Step-by-Step Solution:
Step 1: Factorise each number into primes. 4 = 2^2, 6 = 2 * 3, 8 = 2^3, 10 = 2 * 5. Step 2: For the LCM, take the highest power of each prime that appears in any factorisation. For prime 2, the highest power is 2^3 from 8. For prime 3, the highest power is 3 from 6. For prime 5, the highest power is 5 from 10. Step 3: Multiply these highest powers: LCM = 2^3 * 3 * 5 = 8 * 3 * 5 = 24 * 5 = 120. Step 4: Now find the smallest multiple of 120 that is at least 1000. Compute 1000 / 120 which is about 8.33. Step 5: The next whole number after 8.33 is 9, so the required multiple is 9 * 120 = 1080.

Verification / Alternative check:
Check divisibility of 1080 by each given number. 1080 / 4 = 270 (integer), 1080 / 6 = 180 (integer), 1080 / 8 = 135 (integer), and 1080 / 10 = 108 (integer). So 1080 is divisible by all four numbers. Also, the previous multiple of 120 is 8 * 120 = 960, which is only a three-digit number. Therefore, 1080 is indeed the smallest four-digit number that satisfies the condition.
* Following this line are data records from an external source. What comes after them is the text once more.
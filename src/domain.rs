// Licensed to the Apache Software Foundation (ASF) under one
// or more contributor license agreements.  See the NOTICE file
// distributed with this work for additional information
// regarding copyright ownership.  The ASF licenses this file
// to you under the Apache License, Version 2.0 (the
// "License"); you may not use this file except in compliance
// with the License.  You may obtain a copy of the License at
//
//   http://www.apache.org/licenses/LICENSE-2.0
//
// Unless required by applicable law or agreed to in writing,
// software distributed under the License is distributed on an
// "AS IS" BASIS, WITHOUT WARRANTIES OR CONDITIONS OF ANY
// KIND, either express or implied.  See the License for the
// specific language governing permissions and limitations
// under the License.

use chrono::{DateTime, Local, NaiveDateTime};
use serde::{Deserialize, Deserializer, Serialize};
use serde_json::Value;

/// Aggregate node counters of the last successful scrape.
#[derive(Deserialize, Clone, Debug, Default, PartialEq, Eq)]
pub struct NodeStats {
    #[serde(default)]
    pub total_nodes: Option<u64>,
    #[serde(default)]
    pub exit_nodes: Option<u64>,
    #[serde(default)]
    pub added_nodes: Option<u64>,
    #[serde(default)]
    pub removed_nodes: Option<u64>,
}

impl NodeStats {
    pub fn total(&self) -> u64 {
        self.total_nodes.unwrap_or(0)
    }

    pub fn exit(&self) -> u64 {
        self.exit_nodes.unwrap_or(0)
    }

    pub fn added(&self) -> u64 {
        self.added_nodes.unwrap_or(0)
    }

    pub fn removed(&self) -> u64 {
        self.removed_nodes.unwrap_or(0)
    }
}

/// The `/api/stats` payload. Replaces the previous snapshot wholesale.
#[derive(Deserialize, Clone, Debug, Default)]
pub struct StatsSnapshot {
    #[serde(default, deserialize_with = "null_as_default")]
    pub node_stats: NodeStats,
    #[serde(default, deserialize_with = "null_as_default")]
    pub scrape_history: Vec<HistoryItem>,
    #[serde(default, deserialize_with = "null_as_default")]
    pub github_history: Vec<HistoryItem>,
    #[serde(default, deserialize_with = "null_as_default")]
    pub opencti_history: Vec<HistoryItem>,
    #[serde(default)]
    pub config: Option<ConfigStatus>,
}

impl StatsSnapshot {
    pub fn history(&self, kind: HistoryKind) -> &[HistoryItem] {
        match kind {
            HistoryKind::Scrape => &self.scrape_history,
            HistoryKind::Github => &self.github_history,
            HistoryKind::Opencti => &self.opencti_history,
        }
    }

    /// Timestamp of the newest scrape run, shown as "Last update".
    pub fn last_update(&self) -> Option<String> {
        self.scrape_history
            .first()
            .and_then(|item| item.timestamp.as_deref())
            .map(format_timestamp)
    }
}

#[derive(Clone, Copy, Debug, PartialEq, Eq)]
pub enum HistoryKind {
    Scrape,
    Github,
    Opencti,
}

impl HistoryKind {
    pub fn title(&self) -> &'static str {
        match self {
            HistoryKind::Scrape => "Scrape History",
            HistoryKind::Github => "GitHub Upload History",
            HistoryKind::Opencti => "OpenCTI Import History",
        }
    }
}

/// One past run of a backend job.
#[derive(Deserialize, Clone, Debug, Default, PartialEq, Eq)]
pub struct HistoryItem {
    #[serde(default, deserialize_with = "lenient_string")]
    pub timestamp: Option<String>,
    #[serde(default, deserialize_with = "lenient_string")]
    pub status: Option<String>,
    #[serde(default, deserialize_with = "lenient_string")]
    pub message: Option<String>,
    #[serde(default)]
    pub forced: Option<bool>,
    #[serde(default)]
    pub nodes_total: Option<u64>,
    #[serde(default)]
    pub nodes_exit: Option<u64>,
    #[serde(default)]
    pub nodes_added: Option<u64>,
    #[serde(default)]
    pub nodes_removed: Option<u64>,
    #[serde(default)]
    pub imported: Option<u64>,
}

impl HistoryItem {
    pub fn status(&self) -> &str {
        self.status.as_deref().unwrap_or("unknown")
    }

    pub fn is_success(&self) -> bool {
        self.status() == "success"
    }

    pub fn is_forced(&self) -> bool {
        self.forced.unwrap_or(false)
            || self
                .message
                .as_deref()
                .is_some_and(|message| message.contains("[FORCED]"))
    }

    /// Identity of a run, used to notice that a newer run has been recorded.
    pub fn key(&self) -> (Option<&str>, Option<&str>) {
        (self.timestamp.as_deref(), self.message.as_deref())
    }
}

/// The `config` object of the stats payload.
#[derive(Deserialize, Clone, Debug, Default)]
pub struct ConfigStatus {
    #[serde(default)]
    pub scrape_enabled: bool,
    #[serde(default)]
    pub scrape_frequency_hours: Option<u64>,
    #[serde(default)]
    pub github_upload_enabled: bool,
    #[serde(default)]
    pub github_upload_frequency_hours: Option<u64>,
    #[serde(default)]
    pub opencti_upload_enabled: bool,
    #[serde(default)]
    pub opencti_upload_frequency_hours: Option<u64>,
    #[serde(default)]
    pub email_enabled: bool,
    #[serde(default)]
    pub email_settings: Option<EmailSettings>,
    #[serde(default)]
    pub email_config: Option<EmailConfig>,
}

impl ConfigStatus {
    pub fn scrape_frequency(&self) -> u64 {
        non_zero_or(self.scrape_frequency_hours, 1)
    }

    pub fn github_frequency(&self) -> u64 {
        non_zero_or(self.github_upload_frequency_hours, 1)
    }

    pub fn opencti_frequency(&self) -> u64 {
        non_zero_or(self.opencti_upload_frequency_hours, 24)
    }
}

fn non_zero_or(value: Option<u64>, default: u64) -> u64 {
    value.filter(|v| *v > 0).unwrap_or(default)
}

/// SMTP settings as reported by the backend. The password is never sent.
#[derive(Deserialize, Clone, Debug, Default)]
pub struct EmailConfig {
    #[serde(default, deserialize_with = "lenient_string")]
    pub smtp_server: Option<String>,
    #[serde(default, deserialize_with = "lenient_string")]
    pub smtp_port: Option<String>,
    #[serde(default, deserialize_with = "lenient_string")]
    pub username: Option<String>,
    #[serde(default, deserialize_with = "lenient_string")]
    pub from_email: Option<String>,
    #[serde(default, deserialize_with = "lenient_string")]
    pub to_email: Option<String>,
}

pub const NOT_CONFIGURED: &str = "(not configured)";

impl EmailConfig {
    /// Rows of the email configuration panel.
    pub fn rows(&self) -> Vec<(&'static str, String)> {
        let password = if configured(&self.username).is_some() {
            "(configured)"
        } else {
            NOT_CONFIGURED
        };
        vec![
            ("SMTP server", display_or_unset(&self.smtp_server)),
            ("SMTP port", display_or_unset(&self.smtp_port)),
            ("Username", display_or_unset(&self.username)),
            ("Password", password.to_string()),
            ("From", display_or_unset(&self.from_email)),
            ("To", display_or_unset(&self.to_email)),
        ]
    }
}

fn configured(value: &Option<String>) -> Option<&str> {
    value.as_deref().filter(|v| !v.is_empty())
}

fn display_or_unset(value: &Option<String>) -> String {
    configured(value).unwrap_or(NOT_CONFIGURED).to_string()
}

/// Email notification preferences, camelCase on the wire.
#[derive(Serialize, Deserialize, Clone, Copy, Debug, PartialEq, Eq)]
#[serde(rename_all = "camelCase", default)]
pub struct EmailSettings {
    pub enabled: bool,
    pub include_node_stats: bool,
    pub include_scrape_history: bool,
    pub include_github_history: bool,
    pub include_opencti_history: bool,
    pub include_errors: bool,
    pub include_system_health: bool,
}

impl Default for EmailSettings {
    fn default() -> Self {
        Self {
            enabled: false,
            include_node_stats: true,
            include_scrape_history: true,
            include_github_history: false,
            include_opencti_history: false,
            include_errors: true,
            include_system_health: false,
        }
    }
}

#[derive(Serialize, Clone, Copy, Debug, PartialEq, Eq)]
#[serde(rename_all = "lowercase")]
pub enum TestEmailKind {
    Simple,
    Summary,
}

#[derive(Serialize, Debug)]
pub struct TestEmailRequest {
    #[serde(rename = "type")]
    pub kind: TestEmailKind,
}

/// A row of the `/api/nodes` listing. Values may be strings, numbers or null.
#[derive(Deserialize, Clone, Debug, Default, PartialEq, Eq)]
pub struct NodeRecord {
    #[serde(rename = "IP", default, deserialize_with = "lenient_string")]
    pub ip: Option<String>,
    #[serde(rename = "IsExit", default, deserialize_with = "lenient_string")]
    pub is_exit: Option<String>,
    #[serde(rename = "Name", default, deserialize_with = "lenient_string")]
    pub name: Option<String>,
    #[serde(rename = "Flags", default, deserialize_with = "lenient_string")]
    pub flags: Option<String>,
    #[serde(rename = "Uptime", default, deserialize_with = "lenient_string")]
    pub uptime: Option<String>,
    #[serde(rename = "Version", default, deserialize_with = "lenient_string")]
    pub version: Option<String>,
    #[serde(rename = "CollectionDate", default, deserialize_with = "lenient_string")]
    pub collection_date: Option<String>,
}

#[derive(Clone, Copy, Debug, PartialEq, Eq)]
pub enum NodeKind {
    Exit,
    Relay,
}

impl NodeKind {
    pub fn label(&self) -> &'static str {
        match self {
            NodeKind::Exit => "Exit",
            NodeKind::Relay => "Relay",
        }
    }
}

impl NodeRecord {
    pub fn kind(&self) -> NodeKind {
        match self.is_exit.as_deref() {
            Some("ExitNode") => NodeKind::Exit,
            _ => NodeKind::Relay,
        }
    }
}

#[derive(Deserialize, Clone, Debug, Default)]
pub struct NodesResponse {
    #[serde(default)]
    pub total: Option<u64>,
    #[serde(default, deserialize_with = "null_as_default")]
    pub nodes: Vec<NodeRecord>,
}

/// Body of every POST action endpoint. Extra fields are ignored.
#[derive(Deserialize, Clone, Debug, Default, PartialEq)]
pub struct ActionResponse {
    #[serde(default)]
    pub success: bool,
    #[serde(default, deserialize_with = "lenient_string")]
    pub message: Option<String>,
    #[serde(default)]
    pub estimated_time_minutes: Option<serde_json::Number>,
}

impl ActionResponse {
    pub fn message(&self) -> &str {
        self.message.as_deref().unwrap_or_default()
    }

    /// The completion estimate, when the backend sent a non-zero one.
    pub fn estimate(&self) -> Option<&serde_json::Number> {
        self.estimated_time_minutes
            .as_ref()
            .filter(|n| n.as_f64().is_some_and(|v| v != 0.0))
    }
}

/// Error body of a failed request. Anything unparseable reads as empty.
#[derive(Deserialize, Clone, Debug, Default, PartialEq, Eq)]
pub struct ErrorBody {
    #[serde(default, deserialize_with = "lenient_string")]
    pub message: Option<String>,
}

impl ErrorBody {
    pub fn parse(bytes: &[u8]) -> Self {
        serde_json::from_slice(bytes).unwrap_or_default()
    }
}

#[derive(Clone, Debug, Default)]
pub struct DashboardData {
    pub snapshot: Option<StatsSnapshot>,
    pub last_error: Option<String>,
}

impl DashboardData {
    pub fn new() -> Self {
        Self::default()
    }

    pub fn with_snapshot(mut self, snapshot: StatsSnapshot) -> Self {
        self.snapshot = Some(snapshot);
        self.last_error = None;
        self
    }

    pub fn with_error(mut self, error: String) -> Self {
        self.last_error = Some(error);
        self
    }

    pub fn node_stats(&self) -> NodeStats {
        self.snapshot
            .as_ref()
            .map(|s| s.node_stats.clone())
            .unwrap_or_default()
    }

    pub fn config(&self) -> Option<&ConfigStatus> {
        self.snapshot.as_ref().and_then(|s| s.config.as_ref())
    }

    pub fn is_backend_up(&self) -> bool {
        self.last_error.is_none() && self.snapshot.is_some()
    }
}

const DISPLAY_FORMAT: &str = "%Y-%m-%d %H:%M:%S";

/// Renders a backend timestamp in local time, or verbatim when unrecognised.
pub fn format_timestamp(raw: &str) -> String {
    let raw = raw.trim();
    if let Ok(dt) = DateTime::parse_from_rfc3339(raw) {
        return dt.with_timezone(&Local).format(DISPLAY_FORMAT).to_string();
    }
    if let Ok(dt) = DateTime::parse_from_rfc2822(raw) {
        return dt.with_timezone(&Local).format(DISPLAY_FORMAT).to_string();
    }
    // naive timestamps are already in the backend's local time
    for format in ["%Y-%m-%dT%H:%M:%S%.f", "%Y-%m-%d %H:%M:%S%.f"] {
        if let Ok(naive) = NaiveDateTime::parse_from_str(raw, format) {
            return naive.format(DISPLAY_FORMAT).to_string();
        }
    }
    raw.to_string()
}

fn lenient_string<'de, D>(deserializer: D) -> Result<Option<String>, D::Error>
where
    D: Deserializer<'de>,
{
    let value = Option::<Value>::deserialize(deserializer)?;
    Ok(match value {
        None | Some(Value::Null) => None,
        Some(Value::String(s)) => Some(s),
        Some(Value::Number(n)) => Some(n.to_string()),
        Some(Value::Bool(b)) => Some(b.to_string()),
        Some(other) => Some(other.to_string()),
    })
}

fn null_as_default<'de, D, T>(deserializer: D) -> Result<T, D::Error>
where
    D: Deserializer<'de>,
    T: Deserialize<'de> + Default,
{
    Ok(Option::<T>::deserialize(deserializer)?.unwrap_or_default())
}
Why Other Options Are Wrong:
Option 1107: This is not divisible by 4 or 8 and so fails the conditions.
Option 1100: While divisible by 4 and 10, it is not divisible by 8 or 6.
Option 1208 and 1040: These may be divisible by some of the given numbers, but they are not all divisible by 4, 6, 8 and 10 together or they are not the smallest that satisfies all conditions.

Common Pitfalls:
One common mistake is to check the options one by one without first calculating the LCM, which can be time consuming and error prone. Another error is to forget to check all the divisibility conditions or to ignore the “least” and “four-digit” parts of the question. Always start such problems by finding the LCM, and then jump directly to the smallest required multiple above the lower limit of the range.

Final Answer:
The least four-digit number that is divisible by 4, 6, 8 and 10 is 1080.